DATA EXTRACTS:
◇ ◇ ◇ ◇

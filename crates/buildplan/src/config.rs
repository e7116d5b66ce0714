//! Descriptor file support for buildplan.
//!
//! This module locates, loads and scaffolds `buildplan.toml` descriptor files.
//!
//! ## Descriptor File Location
//!
//! When `--descriptor` is not given, the file is searched for in the
//! following order:
//! 1. Current working directory (`./buildplan.toml`)
//! 2. Parent directories (up to the repository root or filesystem root)

use anyhow::{Context, Result, bail};
use buildplan_sdk::Descriptor;
use std::fs;
use std::path::{Path, PathBuf};

/// The default descriptor file name.
pub const DESCRIPTOR_FILE_NAME: &str = "buildplan.toml";

/// Loads and validates a descriptor from the specified file path.
///
/// # Returns
///
/// * `Ok(Descriptor)` - Successfully loaded and validated descriptor
/// * `Err` - If the file cannot be read, parsed, or breaks an invariant
pub fn load_from_file(path: &Path) -> Result<Descriptor> {
    let contents = fs::read_to_string(path)
        .with_context(|| format!("Failed to read descriptor: {:?}", path))?;

    let descriptor = Descriptor::from_toml_str(&contents)
        .with_context(|| format!("Failed to load descriptor: {:?}", path))?;

    tracing::debug!(
        path = %path.display(),
        variants = descriptor.variants.len(),
        "descriptor loaded"
    );
    Ok(descriptor)
}

/// Attempts to find a descriptor file starting from the specified directory.
///
/// Walks up the directory tree until a descriptor is found, a `.git`
/// directory marks the repository root, or the filesystem root is reached.
///
/// # Returns
///
/// * `Some(path)` - Path of the nearest descriptor file
/// * `None` - No descriptor file found
pub fn discover_from(start_dir: &Path) -> Option<PathBuf> {
    let mut current = start_dir.to_path_buf();

    loop {
        let candidate = current.join(DESCRIPTOR_FILE_NAME);
        if candidate.is_file() {
            return Some(candidate);
        }

        // Stop at repository root or filesystem root
        if current.join(".git").exists() || !current.pop() {
            return None;
        }
    }
}

/// Resolves the descriptor path: an explicit path wins over discovery.
pub fn locate(explicit: Option<&Path>) -> Result<PathBuf> {
    if let Some(path) = explicit {
        return Ok(path.to_path_buf());
    }

    let cwd = std::env::current_dir().context("Failed to get current directory")?;
    match discover_from(&cwd) {
        Some(path) => Ok(path),
        None => bail!(
            "no {} found in {:?} or its parents. \
             Create one with `buildplan init` or pass --descriptor",
            DESCRIPTOR_FILE_NAME,
            cwd
        ),
    }
}

/// Writes a starter descriptor, refusing to overwrite an existing file.
pub fn write_starter(path: &Path, application_id: &str) -> Result<()> {
    if path.exists() {
        bail!("refusing to overwrite existing file: {:?}", path);
    }
    if let Some(parent) = path.parent()
        && !parent.as_os_str().is_empty()
    {
        fs::create_dir_all(parent)
            .with_context(|| format!("creating parent directory {:?}", parent))?;
    }

    fs::write(path, generate_starter_toml(application_id))
        .with_context(|| format!("Failed to write descriptor: {:?}", path))?;
    Ok(())
}

/// Generates a starter descriptor as a formatted TOML string.
///
/// This includes comments explaining each option. The result parses to
/// the same descriptor as [`Descriptor::starter`].
pub fn generate_starter_toml(application_id: &str) -> String {
    format!(
        r#"# buildplan descriptor
# Static build configuration resolved per variant by `buildplan resolve`.
# Compile SDK, target SDK, version code and version name are supplied at
# resolution time (flags or BUILDPLAN_* environment variables).

# Reverse-domain application id
application_id = "{application_id}"

# Code namespace (defaults to application_id)
# namespace = "{application_id}"

# Minimum Android SDK version. Must be at least the floor of every plugin.
min_sdk = 23

# Exact NDK version (no ranges)
ndk_version = "27.0.12077973"

# Application sources handed to the orchestrator (optional)
# source_root = "../.."

[compatibility]
# Source, target and Kotlin JVM target must all match (1.8, 11, 17 or 21)
source = "11"
target = "11"
jvm_target = "11"

[[plugins]]
id = "com.android.application"

[[plugins]]
id = "kotlin-android"

# Named signing profiles. Passwords are read from the named environment variables.
# [signing.profiles.upload]
# store_file = "keystores/upload.jks"
# store_password_env = "UPLOAD_STORE_PASSWORD"
# key_alias = "upload"
# key_password_env = "UPLOAD_KEY_PASSWORD"

# Every variant states its signing profile. "default" is the ephemeral debug keystore.
[variants.debug]
signing = "default"

[variants.release]
# Release builds signed with "default" resolve with a warning.
# Point this at a named profile under [signing.profiles] before shipping.
signing = "default"
"#,
        application_id = application_id,
    )
}

#[cfg(test)]
mod tests {
    use super::*;
    use tempfile::TempDir;

    #[test]
    fn test_starter_toml_matches_starter_descriptor() {
        let toml = generate_starter_toml("com.example.app");
        let parsed = Descriptor::from_toml_str(&toml).unwrap();
        assert_eq!(parsed, Descriptor::starter("com.example.app"));
    }

    #[test]
    fn test_starter_release_is_flagged_until_renamed() {
        let toml = generate_starter_toml("com.example.app");
        assert!(toml.contains("# Release builds signed with \"default\" resolve with a warning."));

        let descriptor = Descriptor::from_toml_str(&toml).unwrap();
        let inputs = buildplan_sdk::DynamicInputs::new(34, 34, 1, "1.0.0");
        let profile = buildplan_sdk::resolve(&descriptor, &inputs, "release").unwrap();
        assert!(profile.signing_is_default);
        assert!(!profile.debuggable);
    }

    #[test]
    fn test_load_from_file() {
        let temp_dir = TempDir::new().unwrap();
        let path = temp_dir.path().join(DESCRIPTOR_FILE_NAME);
        std::fs::write(&path, generate_starter_toml("com.test.bench")).unwrap();

        let descriptor = load_from_file(&path).unwrap();
        assert_eq!(descriptor.application_id, "com.test.bench");
        assert_eq!(descriptor.variant_names(), vec!["debug", "release"]);
    }

    #[test]
    fn test_load_invalid_file_reports_violations() {
        let temp_dir = TempDir::new().unwrap();
        let path = temp_dir.path().join(DESCRIPTOR_FILE_NAME);
        let contents =
            generate_starter_toml("com.test.bench").replace("min_sdk = 23", "min_sdk = 0");
        std::fs::write(&path, contents).unwrap();

        let err = load_from_file(&path).unwrap_err();
        let message = format!("{err:#}");
        assert!(message.contains("Failed to load descriptor"));
        assert!(message.contains("min_sdk: must be greater than zero"));
    }

    #[test]
    fn test_discover_descriptor_in_parent() {
        let temp_dir = TempDir::new().unwrap();
        std::fs::create_dir(temp_dir.path().join(".git")).unwrap();
        let path = temp_dir.path().join(DESCRIPTOR_FILE_NAME);
        std::fs::write(&path, generate_starter_toml("com.test.bench")).unwrap();

        let nested = temp_dir.path().join("android").join("app");
        std::fs::create_dir_all(&nested).unwrap();

        assert_eq!(discover_from(&nested), Some(path));
    }

    #[test]
    fn test_discover_no_descriptor() {
        let temp_dir = TempDir::new().unwrap();
        // Create a .git directory to stop the search
        std::fs::create_dir(temp_dir.path().join(".git")).unwrap();

        assert_eq!(discover_from(temp_dir.path()), None);
    }

    #[test]
    fn test_write_starter_refuses_overwrite() {
        let temp_dir = TempDir::new().unwrap();
        let path = temp_dir.path().join("nested").join(DESCRIPTOR_FILE_NAME);

        write_starter(&path, "com.test.bench").unwrap();
        assert!(path.is_file());
        assert!(write_starter(&path, "com.test.bench").is_err());
    }

    #[test]
    fn test_locate_prefers_explicit_path() {
        let explicit = Path::new("custom/descriptor.toml");
        assert_eq!(locate(Some(explicit)).unwrap(), explicit);
    }
}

◇ ◇ ◇ ◇

YOUR OBJECTIVE: From the records above, return each line where "message" occurs.

WRITTEN REPLY:
        let message = format!("{err:#}");
        assert!(message.contains("Failed to load descriptor"));
        assert!(message.contains("min_sdk: must be greater than zero"));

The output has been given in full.